> **Task details**
Write out exactly the lines below that run from the one containing "error!(kind = %kind, name" through the one containing "let mut seen = vec![stage];", both included, with no other lines.

> **Stored data**

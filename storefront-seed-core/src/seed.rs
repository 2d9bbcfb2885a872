//! Seeding orchestrator: purge → categories → customizations → menu items → links.
//!
//! A run is an explicit state machine over [`SeedStage`]. Each stage completes
//! fully before the next begins, because later stages resolve names through the
//! name→id maps earlier stages fill in.
//!
//! # Stages
//! - [`SeedStage::Purging`]: empties every collection and the image bucket.
//! - [`SeedStage::Categories`] / [`SeedStage::Customizations`]: create the leaf entities.
//! - [`SeedStage::MenuItems`]: per item, import the image, then create the item
//!   with its category resolved.
//! - [`SeedStage::Links`]: one join document per declared (menu item, customization) pair.
//!
//! # Error Handling
//! Every failure is fatal. The run stops in the failing stage, logs the stage,
//! and returns the error. Nothing is rolled back; running again is the
//! recovery path, and it is safe because every run purges first.
//!
//! Before purging, the dataset is validated so that a run which would fail on
//! an unresolved reference never destroys the existing data.

use std::collections::BTreeMap;
use std::fmt;
use std::time::Instant;

use tracing::{error, info, info_span, Instrument};

use crate::config::SeedConfig;
use crate::contract::{BlobStore, DocumentStore, ImageFetcher};
use crate::create::{create_category, create_customization, create_link, create_menu_item};
use crate::dataset::Dataset;
use crate::error::{ReferenceKind, SeedError};
use crate::image::{import_image, ImportedImage};
use crate::purge::{purge_all, PurgeReport};

#[derive(Debug, Clone, Copy, PartialEq, Eq, Hash)]
pub enum SeedStage {
    Purging,
    Categories,
    Customizations,
    MenuItems,
    Links,
    Done,
}

impl SeedStage {
    pub fn next(self) -> Self {
        match self {
            SeedStage::Purging => SeedStage::Categories,
            SeedStage::Categories => SeedStage::Customizations,
            SeedStage::Customizations => SeedStage::MenuItems,
            SeedStage::MenuItems => SeedStage::Links,
            SeedStage::Links | SeedStage::Done => SeedStage::Done,
        }
    }

    pub fn as_str(self) -> &'static str {
        match self {
            SeedStage::Purging => "PURGING",
            SeedStage::Categories => "CATEGORIES",
            SeedStage::Customizations => "CUSTOMIZATIONS",
            SeedStage::MenuItems => "MENU_ITEMS",
            SeedStage::Links => "LINKS",
            SeedStage::Done => "DONE",
        }
    }
}

impl fmt::Display for SeedStage {
    fn fmt(&self, f: &mut fmt::Formatter<'_>) -> fmt::Result {
        f.write_str(self.as_str())
    }
}

/// What a completed run created. The name→id maps double as the run's lookup tables.
#[derive(Debug, Default)]
pub struct SeedReport {
    pub purged: Vec<PurgeReport>,
    pub categories: BTreeMap<String, String>,
    pub customizations: BTreeMap<String, String>,
    pub menu_items: BTreeMap<String, String>,
    pub images: BTreeMap<String, ImportedImage>,
    pub links: Vec<LinkReport>,
}

#[derive(Debug, Clone, PartialEq)]
pub struct LinkReport {
    pub link_id: String,
    pub menu_item: String,
    pub customization: String,
}

/// Drives one seeding run against a document store, a blob store and an image source.
pub struct Seeder<'a, D: ?Sized, B: ?Sized, F: ?Sized> {
    config: &'a SeedConfig,
    docs: &'a D,
    blobs: &'a B,
    images: &'a F,
    preflight: bool,
}

impl<'a, D, B, F> Seeder<'a, D, B, F>
where
    D: DocumentStore + ?Sized,
    B: BlobStore + ?Sized,
    F: ImageFetcher + ?Sized,
{
    pub fn new(config: &'a SeedConfig, docs: &'a D, blobs: &'a B, images: &'a F) -> Self {
        Self {
            config,
            docs,
            blobs,
            images,
            preflight: true,
        }
    }

    /// Skip dataset validation before purging. References are still checked
    /// when they are resolved, so a bad dataset fails mid-run instead.
    pub fn without_preflight(mut self) -> Self {
        self.preflight = false;
        self
    }

    pub async fn run(&self, dataset: &Dataset) -> Result<SeedReport, SeedError> {
        info!("[SEED] Starting seeding run");
        if self.preflight {
            dataset.validate()?;
            info!("[SEED] Dataset passed preflight validation");
        }

        let mut report = SeedReport::default();
        let mut stage = SeedStage::Purging;
        while stage != SeedStage::Done {
            let span = info_span!("seed_stage", stage = %stage);
            let started = Instant::now();
            let result = self
                .execute(stage, dataset, &mut report)
                .instrument(span)
                .await;
            match result {
                Ok(()) => {
                    info!(
                        stage = %stage,
                        elapsed_ms = started.elapsed().as_millis() as u64,
                        "[SEED] Stage complete"
                    );
                }
                Err(e) => {
                    error!(stage = %stage, error = %e, "[SEED][ERROR] Stage failed, halting run");
                    return Err(e);
                }
            }
            stage = stage.next();
        }

        info!(
            categories = report.categories.len(),
            customizations = report.customizations.len(),
            menu_items = report.menu_items.len(),
            links = report.links.len(),
            "[SEED] Seeding complete"
        );
        Ok(report)
    }

    async fn execute(
        &self,
        stage: SeedStage,
        dataset: &Dataset,
        report: &mut SeedReport,
    ) -> Result<(), SeedError> {
        let collections = &self.config.collections;
        match stage {
            SeedStage::Purging => {
                info!("[SEED] Clearing existing data");
                report.purged = purge_all(self.config, self.docs, self.blobs).await?;
            }
            SeedStage::Categories => {
                info!(count = dataset.categories.len(), "[SEED] Creating categories");
                for cat in &dataset.categories {
                    let id = create_category(self.docs, collections, cat).await?;
                    report.categories.insert(cat.name.clone(), id);
                }
            }
            SeedStage::Customizations => {
                info!(count = dataset.customizations.len(), "[SEED] Creating customizations");
                for cus in &dataset.customizations {
                    let id = create_customization(self.docs, collections, cus).await?;
                    report.customizations.insert(cus.name.clone(), id);
                }
            }
            SeedStage::MenuItems => {
                info!(count = dataset.menu.len(), "[SEED] Creating menu items");
                for item in &dataset.menu {
                    let category_id = resolve(
                        &report.categories,
                        ReferenceKind::Category,
                        &item.category_name,
                        &item.name,
                    )?
                    .to_string();
                    let image = import_image(
                        self.images,
                        self.blobs,
                        &self.config.bucket_id,
                        &item.image_url,
                    )
                    .await?;
                    let id = create_menu_item(
                        self.docs,
                        collections,
                        item,
                        &image.view_url,
                        &category_id,
                    )
                    .await?;
                    report.menu_items.insert(item.name.clone(), id);
                    report.images.insert(item.name.clone(), image);
                }
            }
            SeedStage::Links => {
                info!(count = dataset.link_count(), "[SEED] Linking menu items to customizations");
                for item in &dataset.menu {
                    let menu_id = resolve(
                        &report.menu_items,
                        ReferenceKind::MenuItem,
                        &item.name,
                        &item.name,
                    )?;
                    for cus_name in &item.customizations {
                        let customization_id = resolve(
                            &report.customizations,
                            ReferenceKind::Customization,
                            cus_name,
                            &item.name,
                        )?;
                        let link_id =
                            create_link(self.docs, collections, menu_id, customization_id).await?;
                        report.links.push(LinkReport {
                            link_id,
                            menu_item: item.name.clone(),
                            customization: cus_name.clone(),
                        });
                    }
                }
            }
            SeedStage::Done => {}
        }
        Ok(())
    }
}

/// Convenience wrapper: run a full seed with default options.
pub async fn seed<D, B, F>(
    config: &SeedConfig,
    docs: &D,
    blobs: &B,
    images: &F,
    dataset: &Dataset,
) -> Result<SeedReport, SeedError>
where
    D: DocumentStore + ?Sized,
    B: BlobStore + ?Sized,
    F: ImageFetcher + ?Sized,
{
    Seeder::new(config, docs, blobs, images).run(dataset).await
}

fn resolve<'m>(
    map: &'m BTreeMap<String, String>,
    kind: ReferenceKind,
    name: &str,
    item: &str,
) -> Result<&'m str, SeedError> {
    map.get(name).map(String::as_str).ok_or_else(|| {
        error!(kind = %kind, name = %name, item = %item, "[SEED][ERROR] Unresolved reference");
        SeedError::UnresolvedReference {
            kind,
            name: name.to_string(),
            item: item.to_string(),
        }
    })
}

#[cfg(test)]
mod tests {
    use super::*;

    #[test]
    fn stages_advance_in_dependency_order() {
        let mut stage = SeedStage::Purging;
        let mut seen = vec![stage];
        while stage != SeedStage::Done {
            stage = stage.next();
            seen.push(stage);
        }
        assert_eq!(
            seen,
            vec![
                SeedStage::Purging,
                SeedStage::Categories,
                SeedStage::Customizations,
                SeedStage::MenuItems,
                SeedStage::Links,
                SeedStage::Done,
            ]
        );
        assert_eq!(SeedStage::Done.next(), SeedStage::Done);
        assert_eq!(SeedStage::MenuItems.to_string(), "MENU_ITEMS");
    }
}
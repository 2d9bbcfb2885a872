use anyhow::Result;
use clap::Parser;
use storefront_seed::cli::{run, Cli};
use tracing_subscriber::EnvFilter;

#[tokio::main]
async fn main() -> Result<()> {
    // .env may hold APPWRITE_API_KEY and endpoint overrides.
    dotenvy::dotenv().ok();

    let env_filter = EnvFilter::try_from_default_env().unwrap_or_else(|_| EnvFilter::new("info"));
    tracing_subscriber::fmt()
        .with_env_filter(env_filter)
        .with_target(false)
        .init();

    let cli = Cli::parse();
    let result = run(cli).await;
    if let Err(e) = &result {
        tracing::error!(error = %e, "storefront-seed failed");
    }
    result
}
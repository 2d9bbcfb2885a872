#![doc = "Appwrite integration: implements the core store traits against the Appwrite REST API."]
//
//! # Appwrite Store (CLI <-> Core)
//!
//! This module bridges the seeding pipeline in `storefront-seed-core` to a real
//! Appwrite project. [`AppwriteClient`] implements both
//! [`DocumentStore`] (databases API) and [`BlobStore`] (storage API).
//!
//! ## Client Usage
//! - Construct with [`AppwriteClient::new`] from loaded [`AppwriteSettings`];
//!   the API key must have been injected from `APPWRITE_API_KEY`.
//! - Every request carries `X-Appwrite-Project` and `X-Appwrite-Key`.
//! - Listings ask for pages of [`PAGE_SIZE`]; the purge loop re-lists until empty.

use async_trait::async_trait;
use reqwest::header::{HeaderMap, HeaderValue};
use reqwest::multipart::{Form, Part};
use reqwest::{Client, Response};
use serde::Deserialize;
use serde_json::{json, Value};

use storefront_seed_core::contract::{
    BlobStore, Document, DocumentStore, Fields, NewFile, StoreError, StoredFile,
};

use crate::load_config::{AppwriteSettings, API_KEY_ENV};

/// Documents or files requested per listing call.
pub const PAGE_SIZE: usize = 100;

/// Largest file Appwrite accepts in a single, non-chunked upload.
const MAX_SINGLE_UPLOAD: u64 = 5 * 1024 * 1024;

pub struct AppwriteClient {
    http: Client,
    endpoint: String,
    project_id: String,
    database_id: String,
}

#[derive(Debug, Deserialize)]
struct DocumentList {
    documents: Vec<Fields>,
}

#[derive(Debug, Deserialize)]
struct FileList {
    files: Vec<FileResponse>,
}

#[derive(Debug, Deserialize)]
struct FileResponse {
    #[serde(rename = "$id")]
    id: String,
    name: String,
    #[serde(rename = "mimeType", default)]
    mime_type: String,
    #[serde(rename = "sizeOriginal", default)]
    size: u64,
}

impl From<FileResponse> for StoredFile {
    fn from(f: FileResponse) -> Self {
        StoredFile {
            id: f.id,
            name: f.name,
            mime_type: f.mime_type,
            size: f.size,
        }
    }
}

impl AppwriteClient {
    pub fn new(settings: &AppwriteSettings) -> anyhow::Result<Self> {
        let api_key = settings.api_key.as_deref().ok_or_else(|| {
            tracing::error!("{API_KEY_ENV} missing in environment");
            anyhow::anyhow!("{API_KEY_ENV} environment variable not set")
        })?;

        let mut headers = HeaderMap::new();
        headers.insert(
            "X-Appwrite-Project",
            HeaderValue::from_str(&settings.project_id)?,
        );
        let mut key = HeaderValue::from_str(api_key)?;
        key.set_sensitive(true);
        headers.insert("X-Appwrite-Key", key);

        let http = Client::builder().default_headers(headers).build()?;
        tracing::info!(
            endpoint = %settings.endpoint,
            project_id = %settings.project_id,
            database_id = %settings.database_id,
            "Initialized AppwriteClient"
        );
        Ok(Self {
            http,
            endpoint: settings.endpoint.trim_end_matches('/').to_string(),
            project_id: settings.project_id.clone(),
            database_id: settings.database_id.clone(),
        })
    }

    fn documents_url(&self, collection: &str) -> String {
        format!(
            "{}/databases/{}/collections/{}/documents",
            self.endpoint, self.database_id, collection
        )
    }

    fn files_url(&self, bucket: &str) -> String {
        format!("{}/storage/buckets/{}/files", self.endpoint, bucket)
    }
}

fn limit_query() -> String {
    json!({ "method": "limit", "values": [PAGE_SIZE] }).to_string()
}

/// Passes successful responses through and turns everything else into [`StoreError::Rejected`].
async fn check(resp: Response) -> Result<Response, StoreError> {
    let status = resp.status();
    if status.is_success() {
        return Ok(resp);
    }
    let body = resp
        .text()
        .await
        .unwrap_or_else(|_| String::from("<Failed to decode response body>"));
    Err(StoreError::Rejected {
        status: status.as_u16(),
        message: error_message(&body),
    })
}

/// Appwrite errors carry a JSON body with a `message` field; fall back to the raw body.
fn error_message(body: &str) -> String {
    serde_json::from_str::<Value>(body)
        .ok()
        .and_then(|v| v.get("message").and_then(Value::as_str).map(str::to_string))
        .unwrap_or_else(|| body.to_string())
}

/// Splits a raw Appwrite document into its id and its user fields.
fn into_document(mut raw: Fields) -> Result<Document, StoreError> {
    let id = match raw.remove("$id") {
        Some(Value::String(id)) => id,
        other => {
            return Err(StoreError::Decode(format!(
                "document without a string $id: {other:?}"
            )))
        }
    };
    raw.retain(|key, _| !key.starts_with('$'));
    Ok(Document { id, fields: raw })
}

#[async_trait]
impl DocumentStore for AppwriteClient {
    async fn list_documents(&self, collection: &str) -> Result<Vec<Document>, StoreError> {
        tracing::debug!(collection, "Listing documents");
        let resp = self
            .http
            .get(self.documents_url(collection))
            .query(&[("queries[]", limit_query())])
            .send()
            .await?;
        let list: DocumentList = check(resp).await?.json().await?;
        tracing::info!(
            collection,
            count = list.documents.len(),
            "Fetched documents in collection"
        );
        list.documents.into_iter().map(into_document).collect()
    }

    async fn create_document(
        &self,
        collection: &str,
        id: &str,
        fields: Fields,
    ) -> Result<Document, StoreError> {
        tracing::info!(collection, document_id = id, "Creating document");
        let body = json!({ "documentId": id, "data": fields });
        let resp = self
            .http
            .post(self.documents_url(collection))
            .json(&body)
            .send()
            .await
            .map_err(|e| {
                tracing::error!(error = ?e, collection, "Transport error creating document");
                e
            })?;
        let raw: Fields = check(resp).await?.json().await?;
        let doc = into_document(raw)?;
        tracing::info!(collection, document_id = %doc.id, "Successfully created document");
        Ok(doc)
    }

    async fn delete_document(&self, collection: &str, id: &str) -> Result<(), StoreError> {
        tracing::debug!(collection, document_id = id, "Deleting document");
        let resp = self
            .http
            .delete(format!("{}/{}", self.documents_url(collection), id))
            .send()
            .await?;
        check(resp).await?;
        Ok(())
    }
}

#[async_trait]
impl BlobStore for AppwriteClient {
    async fn list_files(&self, bucket: &str) -> Result<Vec<StoredFile>, StoreError> {
        tracing::debug!(bucket, "Listing files");
        let resp = self
            .http
            .get(self.files_url(bucket))
            .query(&[("queries[]", limit_query())])
            .send()
            .await?;
        let list: FileList = check(resp).await?.json().await?;
        tracing::info!(bucket, count = list.files.len(), "Fetched files in bucket");
        Ok(list.files.into_iter().map(StoredFile::from).collect())
    }

    async fn create_file(&self, bucket: &str, file: NewFile) -> Result<StoredFile, StoreError> {
        tracing::info!(
            bucket,
            file_id = %file.id,
            name = %file.name,
            content_type = %file.content_type,
            size = file.size,
            "Uploading file"
        );
        if file.size > MAX_SINGLE_UPLOAD {
            return Err(StoreError::Rejected {
                status: 413,
                message: format!(
                    "{} is {} bytes; chunked uploads above {MAX_SINGLE_UPLOAD} bytes are not supported",
                    file.name, file.size
                ),
            });
        }
        let part = Part::bytes(file.bytes)
            .file_name(file.name)
            .mime_str(&file.content_type)?;
        let form = Form::new().text("fileId", file.id).part("file", part);
        let resp = self
            .http
            .post(self.files_url(bucket))
            .multipart(form)
            .send()
            .await?;
        let stored: FileResponse = check(resp).await?.json().await?;
        tracing::info!(bucket, file_id = %stored.id, "Successfully uploaded file");
        Ok(stored.into())
    }

    async fn delete_file(&self, bucket: &str, id: &str) -> Result<(), StoreError> {
        tracing::debug!(bucket, file_id = id, "Deleting file");
        let resp = self
            .http
            .delete(format!("{}/{}", self.files_url(bucket), id))
            .send()
            .await?;
        check(resp).await?;
        Ok(())
    }

    fn file_view_url(&self, bucket: &str, id: &str) -> String {
        format!(
            "{}/{}/view?project={}",
            self.files_url(bucket),
            id,
            self.project_id
        )
    }
}
//! # contract: interfaces to the remote document store, blob store and image source
//!
//! The seeding pipeline never talks to a backend directly. Everything it needs
//! from the outside world goes through the three traits in this module:
//!
//! - [`DocumentStore`]: schemaless documents grouped into collections.
//! - [`BlobStore`]: binary files grouped into buckets, each with a view URL.
//! - [`ImageFetcher`]: retrieves the bytes behind a source image reference.
//!
//! ## Mocking & Testing
//! - Every trait is annotated for `mockall`, so tests can script failures at any call.
//! - The mocks are exported behind the `test-export-mocks` feature (on by default)
//!   so that integration tests and downstream crates can use them too.
//!
//! ## Adding New Backends
//! - Implement [`DocumentStore`] and [`BlobStore`] for the backend's client.
//! - Map transport problems to [`StoreError::Transport`] and non-success
//!   responses to [`StoreError::Rejected`]; the orchestrator treats both as fatal.

use async_trait::async_trait;

#[cfg(any(test, feature = "test-export-mocks"))]
use mockall::automock;

/// A schemaless field bag, exactly as stored in a document.
pub type Fields = serde_json::Map<String, serde_json::Value>;

/// A document as returned by the store.
#[derive(Debug, Clone, PartialEq)]
pub struct Document {
    /// Store-assigned unique identifier.
    pub id: String,
    /// User fields only; store metadata (`$`-prefixed keys) is stripped by adapters.
    pub fields: Fields,
}

/// A file as returned by the blob store.
#[derive(Debug, Clone, PartialEq)]
pub struct StoredFile {
    pub id: String,
    pub name: String,
    pub mime_type: String,
    pub size: u64,
}

/// Everything needed to create a new file in a bucket.
#[derive(Debug, Clone)]
pub struct NewFile {
    /// Identifier generated by the caller.
    pub id: String,
    /// Display filename.
    pub name: String,
    pub content_type: String,
    pub size: u64,
    pub bytes: Vec<u8>,
}

/// Bytes retrieved from a source image reference.
#[derive(Debug, Clone)]
pub struct FetchedImage {
    pub bytes: Vec<u8>,
    pub content_type: String,
}

/// Failure of a single call to an external service.
#[derive(Debug, thiserror::Error)]
pub enum StoreError {
    /// The request never produced a response (DNS, TLS, connection reset, ...).
    #[error("transport failure: {0}")]
    Transport(#[from] reqwest::Error),

    /// The service answered with a non-success status.
    #[error("rejected with status {status}: {message}")]
    Rejected { status: u16, message: String },

    /// The service answered, but not with anything we understand.
    #[error("unexpected response: {0}")]
    Decode(String),
}

/// Remote document store: named collections of schemaless documents.
#[cfg_attr(any(test, feature = "test-export-mocks"), automock)]
#[async_trait]
pub trait DocumentStore: Send + Sync {
    /// List documents in a collection.
    ///
    /// Implementations may return a single page; callers that need every
    /// document (such as purge) keep listing until the result is empty.
    async fn list_documents(&self, collection: &str) -> Result<Vec<Document>, StoreError>;

    /// Create a document under the given id. Either the full record is stored or nothing is.
    async fn create_document(
        &self,
        collection: &str,
        id: &str,
        fields: Fields,
    ) -> Result<Document, StoreError>;

    async fn delete_document(&self, collection: &str, id: &str) -> Result<(), StoreError>;
}

/// Blob store: buckets of binary files, each addressable by id.
#[cfg_attr(any(test, feature = "test-export-mocks"), automock)]
#[async_trait]
pub trait BlobStore: Send + Sync {
    /// List files in a bucket. May return a single page, like [`DocumentStore::list_documents`].
    async fn list_files(&self, bucket: &str) -> Result<Vec<StoredFile>, StoreError>;

    async fn create_file(&self, bucket: &str, file: NewFile) -> Result<StoredFile, StoreError>;

    async fn delete_file(&self, bucket: &str, id: &str) -> Result<(), StoreError>;

    /// Stable URL under which the file can be displayed.
    fn file_view_url(&self, bucket: &str, id: &str) -> String;
}

/// Retrieves the bytes behind a source image reference.
#[cfg_attr(any(test, feature = "test-export-mocks"), automock)]
#[async_trait]
pub trait ImageFetcher: Send + Sync {
    async fn fetch(&self, url: &str) -> Result<FetchedImage, StoreError>;
}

> **Completed exercise**
        error!(kind = %kind, name = %name, item = %item, "[SEED][ERROR] Unresolved reference");
        SeedError::UnresolvedReference {
            kind,
            name: name.to_string(),
            item: item.to_string(),
        }
    })
}

#[cfg(test)]
mod tests {
    use super::*;

    #[test]
    fn stages_advance_in_dependency_order() {
        let mut stage = SeedStage::Purging;
        let mut seen = vec![stage];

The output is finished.